//! # Opcode Catalogue
//!
//! One entry per command number, in number order. Each entry says how the
//! argument is laid out and whether the result is copied back.
//!
//! ```text
//!   Scalar    arg is a plain value; no transfer
//!   Fixed     one header-sized struct
//!   Variable  header + count * element, count read from the header
//! ```

use core::mem::{offset_of, size_of};

use ipa_core::{Error, Result};
use static_assertions::const_assert;

use super::abi::*;
use super::command::{Command, COMPAT_PTR_SIZE, NATIVE_PTR_SIZE};

/// Bound on every header; sized for the local header buffer
pub const MAX_HEADER_LEN: usize = 128;

/// Per-request bound on header, rule and NAT batches
pub const MAX_BATCH: u32 = 255;

/// Per-request bound on interface property slots
pub const MAX_PROPS: u32 = 32;

/// Largest message body a pull may ask for, one kernel heap block
pub const MAX_MSG_LEN: u32 = 4 << 20;

// =============================================================================
// OPCODES
// =============================================================================

/// Control request opcodes, numbered contiguously from 0
#[derive(Debug, Clone, Copy, PartialEq, Eq, Hash)]
#[repr(u8)]
#[allow(missing_docs)]
pub enum Opcode {
    AddHeader = 0,
    DelHeader,
    AddRtRule,
    DelRtRule,
    AddFltRule,
    DelFltRule,
    CommitHeader,
    ResetHeader,
    CommitRt,
    ResetRt,
    CommitFlt,
    ResetFlt,
    Dump,
    GetRtTable,
    PutRtTable,
    CopyHeader,
    QueryInterface,
    QueryIntfTxProps,
    QueryIntfRxProps,
    QueryIntfExtProps,
    GetHeader,
    PutHeader,
    AllocNatMem,
    V4InitNat,
    NatDma,
    V4DelNat,
    SetFlt,
    PullMessage,
    RmAddDependency,
    RmDelDependency,
    GenerateFltEq,
    QueryEpMapping,
    QueryRtTableIndex,
    WriteQmapId,
}

impl Opcode {
    /// Number of opcodes; valid command numbers are below this
    pub const COUNT: u8 = Opcode::WriteQmapId as u8 + 1;

    /// Opcode for a command number
    pub fn from_nr(nr: u8) -> Option<Self> {
        CATALOG.get(nr as usize).map(|spec| spec.opcode)
    }

    /// Command number
    pub const fn nr(self) -> u8 {
        self as u8
    }

    /// Catalogue entry
    pub fn spec(self) -> &'static OpcodeSpec {
        &CATALOG[self as usize]
    }

    /// Native command word
    pub fn command(self) -> Command {
        self.spec().command()
    }
}

// =============================================================================
// LAYOUT
// =============================================================================

/// How a request's argument is laid out
#[derive(Debug, Clone, Copy, PartialEq, Eq)]
pub enum Layout {
    /// Argument is a value, not a buffer
    Scalar,
    /// Argument is one fixed-size struct
    Fixed {
        /// Struct size
        size: usize,
    },
    /// Argument is a header followed by `count` elements
    Variable {
        /// Header size
        header: usize,
        /// Byte offset of the `u32` count inside the header
        count_offset: usize,
        /// Element size
        element: usize,
        /// Largest accepted count, when bounded
        max_count: Option<u32>,
    },
}

/// Catalogue entry for one opcode
#[derive(Debug, Clone, Copy, PartialEq, Eq)]
pub struct OpcodeSpec {
    /// Opcode
    pub opcode: Opcode,
    /// Argument layout
    pub layout: Layout,
    /// Copy the argument back to the caller after the handler runs
    pub writeback: bool,
}

impl OpcodeSpec {
    const fn scalar(opcode: Opcode) -> Self {
        Self {
            opcode,
            layout: Layout::Scalar,
            writeback: false,
        }
    }

    const fn fixed<T>(opcode: Opcode, writeback: bool) -> Self {
        Self {
            opcode,
            layout: Layout::Fixed {
                size: size_of::<T>(),
            },
            writeback,
        }
    }

    const fn variable<H, E>(
        opcode: Opcode,
        count_offset: usize,
        max_count: Option<u32>,
        writeback: bool,
    ) -> Self {
        Self {
            opcode,
            layout: Layout::Variable {
                header: size_of::<H>(),
                count_offset,
                element: size_of::<E>(),
                max_count,
            },
            writeback,
        }
    }

    /// Native command word for this entry
    pub fn command(&self) -> Command {
        match self.layout {
            Layout::Scalar => Command::none(self.opcode.nr()),
            _ => Command::read_write(self.opcode.nr(), NATIVE_PTR_SIZE),
        }
    }

    /// Command word a 32-bit caller uses for this entry
    pub fn compat_command(&self) -> Command {
        match self.layout {
            Layout::Scalar => self.command(),
            _ => Command::read_write(self.opcode.nr(), COMPAT_PTR_SIZE),
        }
    }

    /// Bytes read in the first phase
    pub const fn header_len(&self) -> usize {
        match self.layout {
            Layout::Scalar => 0,
            Layout::Fixed { size } => size,
            Layout::Variable { header, .. } => header,
        }
    }
}

const BATCH: Option<u32> = Some(MAX_BATCH);
const PROPS: Option<u32> = Some(MAX_PROPS);

/// The catalogue, indexed by command number
pub static CATALOG: [OpcodeSpec; Opcode::COUNT as usize] = [
    OpcodeSpec::variable::<AddHeaders, HeaderEntry>(
        Opcode::AddHeader,
        offset_of!(AddHeaders, num_hdrs),
        BATCH,
        true,
    ),
    OpcodeSpec::variable::<DelHeaders, HandleDelete>(
        Opcode::DelHeader,
        offset_of!(DelHeaders, num_hdls),
        BATCH,
        true,
    ),
    OpcodeSpec::variable::<AddRoutes, RouteEntry>(
        Opcode::AddRtRule,
        offset_of!(AddRoutes, num_rules),
        BATCH,
        true,
    ),
    OpcodeSpec::variable::<DelRules, HandleDelete>(
        Opcode::DelRtRule,
        offset_of!(DelRules, num_hdls),
        BATCH,
        true,
    ),
    OpcodeSpec::variable::<AddFilters, FilterEntry>(
        Opcode::AddFltRule,
        offset_of!(AddFilters, num_rules),
        BATCH,
        true,
    ),
    OpcodeSpec::variable::<DelRules, HandleDelete>(
        Opcode::DelFltRule,
        offset_of!(DelRules, num_hdls),
        BATCH,
        true,
    ),
    OpcodeSpec::scalar(Opcode::CommitHeader),
    OpcodeSpec::scalar(Opcode::ResetHeader),
    OpcodeSpec::scalar(Opcode::CommitRt),
    OpcodeSpec::scalar(Opcode::ResetRt),
    OpcodeSpec::scalar(Opcode::CommitFlt),
    OpcodeSpec::scalar(Opcode::ResetFlt),
    OpcodeSpec::scalar(Opcode::Dump),
    OpcodeSpec::fixed::<GetRouteTable>(Opcode::GetRtTable, true),
    OpcodeSpec::scalar(Opcode::PutRtTable),
    OpcodeSpec::fixed::<CopyHeader>(Opcode::CopyHeader, true),
    OpcodeSpec::fixed::<QueryInterface>(Opcode::QueryInterface, true),
    OpcodeSpec::variable::<QueryProps, TxProp>(
        Opcode::QueryIntfTxProps,
        offset_of!(QueryProps, num_props),
        PROPS,
        true,
    ),
    OpcodeSpec::variable::<QueryProps, RxProp>(
        Opcode::QueryIntfRxProps,
        offset_of!(QueryProps, num_props),
        PROPS,
        true,
    ),
    OpcodeSpec::variable::<QueryProps, ExtProp>(
        Opcode::QueryIntfExtProps,
        offset_of!(QueryProps, num_props),
        PROPS,
        true,
    ),
    OpcodeSpec::fixed::<GetHeader>(Opcode::GetHeader, true),
    OpcodeSpec::scalar(Opcode::PutHeader),
    OpcodeSpec::fixed::<NatAllocMem>(Opcode::AllocNatMem, true),
    OpcodeSpec::fixed::<NatInit>(Opcode::V4InitNat, false),
    OpcodeSpec::variable::<NatDma, NatDmaEntry>(
        Opcode::NatDma,
        offset_of!(NatDma, entries),
        BATCH,
        false,
    ),
    OpcodeSpec::fixed::<NatDel>(Opcode::V4DelNat, false),
    OpcodeSpec::scalar(Opcode::SetFlt),
    OpcodeSpec::variable::<MsgMeta, u8>(
        Opcode::PullMessage,
        offset_of!(MsgMeta, msg_len),
        Some(MAX_MSG_LEN),
        true,
    ),
    OpcodeSpec::fixed::<RmDependency>(Opcode::RmAddDependency, false),
    OpcodeSpec::fixed::<RmDependency>(Opcode::RmDelDependency, false),
    OpcodeSpec::fixed::<GenerateFilterEq>(Opcode::GenerateFltEq, true),
    OpcodeSpec::scalar(Opcode::QueryEpMapping),
    OpcodeSpec::fixed::<RouteTableIndex>(Opcode::QueryRtTableIndex, true),
    OpcodeSpec::fixed::<WriteQmapId>(Opcode::WriteQmapId, true),
];

const_assert!(size_of::<GenerateFilterEq>() <= MAX_HEADER_LEN);
const_assert!(size_of::<CopyHeader>() <= MAX_HEADER_LEN);

// =============================================================================
// LOOKUP AND SIZING
// =============================================================================

/// Find the catalogue entry for a raw command word.
///
/// The word must carry the driver's magic, a number below
/// [`Opcode::COUNT`], and exactly the direction and size of the entry.
pub fn lookup(raw: u32) -> Result<&'static OpcodeSpec> {
    let cmd = Command::from_raw(raw);
    if cmd.magic() != super::command::IOC_MAGIC || cmd.nr() >= Opcode::COUNT {
        return Err(Error::UnknownCommand);
    }

    let spec = &CATALOG[cmd.nr() as usize];
    if spec.command() != cmd {
        return Err(Error::UnknownCommand);
    }
    Ok(spec)
}

/// Total payload length for `count` elements after a header.
///
/// Fails with `InvalidArgument` if the length does not fit the platform's
/// size type.
pub fn payload_len(header: usize, count: u64, element: usize) -> Result<usize> {
    let count = usize::try_from(count).map_err(|_| Error::InvalidArgument)?;
    count
        .checked_mul(element)
        .and_then(|tail| tail.checked_add(header))
        .ok_or(Error::InvalidArgument)
}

* * * *

Exercise goal:
Return all lines of the material above in which the word "RmDelDependency" occurs.

Task result:
    RmDelDependency,
    OpcodeSpec::fixed::<RmDependency>(Opcode::RmDelDependency, false),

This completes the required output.